A clearer metaphor could not be wished for in an agrarian society (as Israel was in John’s day). The One to come after John the Baptist will be about separating the covenant children of God from the condemned. The context of the statement allows that it builds on John’s previous comments; Christ’s arrival is imminent, which means the opportunity to ensure that you are on the right side of that separation process is urgent, because the decision will shortly be taken out of your hands. The urgent nature of John’s ministry is all the more highlighted when one realizes that all it takes for anyone to begin the transition from chaff to grain is wholehearted repentance. 

It is one thing to lose out on an opportunity when you do not have the means to win. If all of life depended on you winning an olympic race, you may well have a case that there was no point in even trying. But all of life does not depend on the accomplishment of such a high and lofty goal. It depends merely on your willingness to lay down your pride and turn to God. It depends entirely on repentance. 

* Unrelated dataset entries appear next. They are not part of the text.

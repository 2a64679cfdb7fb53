//! Voice preferences for reading text aloud.
//!
//! Installed synthesis voices depend on the platform, so the choice is driven
//! by an ordered list of preferred voice names plus fallback keywords, both
//! overridable from the command line.

use serde::{Deserialize, Serialize};

/// High-quality English voices, best first. Matched as substrings of the
/// installed voice names.
pub const DEFAULT_PREFERRED_VOICES: &[&str] = &[
    "Google US English",
    "Google UK English Female",
    "Microsoft Aria Online (Natural)",
    "Microsoft Jenny Online (Natural)",
    "Samantha",
    "Siri",
    "Microsoft Zira Desktop",
    "Google UK English",
    "Victoria",
    "Karen",
    "Fiona",
];

/// Lowercase fragments identifying acceptable fallback voices.
pub const DEFAULT_VOICE_KEYWORDS: &[&str] = &["female", "siri", "samantha", "zira", "victoria", "karen", "susan", "fiona", "linda"];

/// Ordered voice preference list with a keyword fallback.
#[derive(Debug, Clone, PartialEq, Eq, Serialize, Deserialize)]
pub struct VoicePreferences {
    pub preferred: Vec<String>, // Voice name fragments, best first
    pub keywords: Vec<String>,  // Lowercase fallback fragments
}

impl Default for VoicePreferences {
    fn default() -> Self {
        Self {
            preferred: DEFAULT_PREFERRED_VOICES.iter().map(|s| s.to_string()).collect(),
            keywords: DEFAULT_VOICE_KEYWORDS.iter().map(|s| s.to_string()).collect(),
        }
    }
}

impl VoicePreferences {
    /// Pick a voice among the installed ones.
    ///
    /// Tries each preferred name in order, then any voice whose name contains
    /// a fallback keyword, then the first installed voice.
    ///
    /// # Returns
    /// The chosen voice name, or `None` when no voice is installed.
    pub fn select<'a>(&self, installed: &'a [String]) -> Option<&'a str> {
        let preferred = self.preferred.iter().find_map(|pref| installed.iter().find(|voice| voice.contains(pref.as_str())));
        if let Some(voice) = preferred {
            return Some(voice.as_str());
        }

        let fallback = installed.iter().find(|voice| {
            let name = voice.to_lowercase();
            self.keywords.iter().any(|keyword| name.contains(&keyword.to_lowercase()))
        });

        fallback.or_else(|| installed.first()).map(String::as_str)
    }
}

/// Print the voice preference order.
pub fn print_preferences(preferences: &VoicePreferences) {
    println!("═══════════════════════════════════════════════════════════════════");
    println!("  Read-aloud voice preferences");
    println!("═══════════════════════════════════════════════════════════════════");
    println!();
    println!("{:<4} PREFERRED VOICE", "#");
    println!("{}", "─".repeat(50));
    for (i, name) in preferences.preferred.iter().enumerate() {
        println!("{:<4} {}", i + 1, name);
    }
    println!();
    println!("Fallback keywords: {}", preferences.keywords.join(", "));
    println!();
    println!("Usage:");
    println!("  ./reading-coach --preferred-voice \"Samantha\" --preferred-voice \"Karen\"");
    println!("  ./reading-coach --voice-keyword female");
}
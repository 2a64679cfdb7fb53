//! Host shell: event script input, restart timers and snapshot output.
//!
//! Stands in for the page that embeds the session: it owns the event channel
//! and carries out the effects the session asks for.

mod printer;
mod script;
mod timer;

pub use printer::{Printer, describe};
pub use script::spawn_script_reader;
pub use timer::RestartTimer;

Billy Graham used to have a radio show called “Hour of Decision” in which he preached the Gospel of Jesus Christ over the airwaves and called on people to make a personal decision for Christ. That ministry started in 1950 and ran till 2015. Through it many souls have been saved, and it continues today in syndication.  Of course, Billy Graham and his association do not have a monopoly on the call to repentance anymore than John did in his day. To call others to a single critical decision for God Most High is something all of God’s own can do just as easily as they themselves can repent. What is more, such a call is just as – if not more – urgent in our day than it was in John’s. For Christ’s second appearing and the final judgment are just as close to us as Christ’s first appearing was for John. 

That reality means what while we can, we must do all we can, to prepare people for Christ’s imminent return. Just as John pointed out, the day draws near when such work will end, and His work of separating the grain from the chaff will suddenly begin. Then it will be too late for all those around us who have not yet repented, and it will also be too late for us to have enjoined His mission. The time to repent of sins is now, and the time to repent of inaction is now. Today is the day of salvation for those who repent of their sins, and today is the day of engagement for those who repent of inaction.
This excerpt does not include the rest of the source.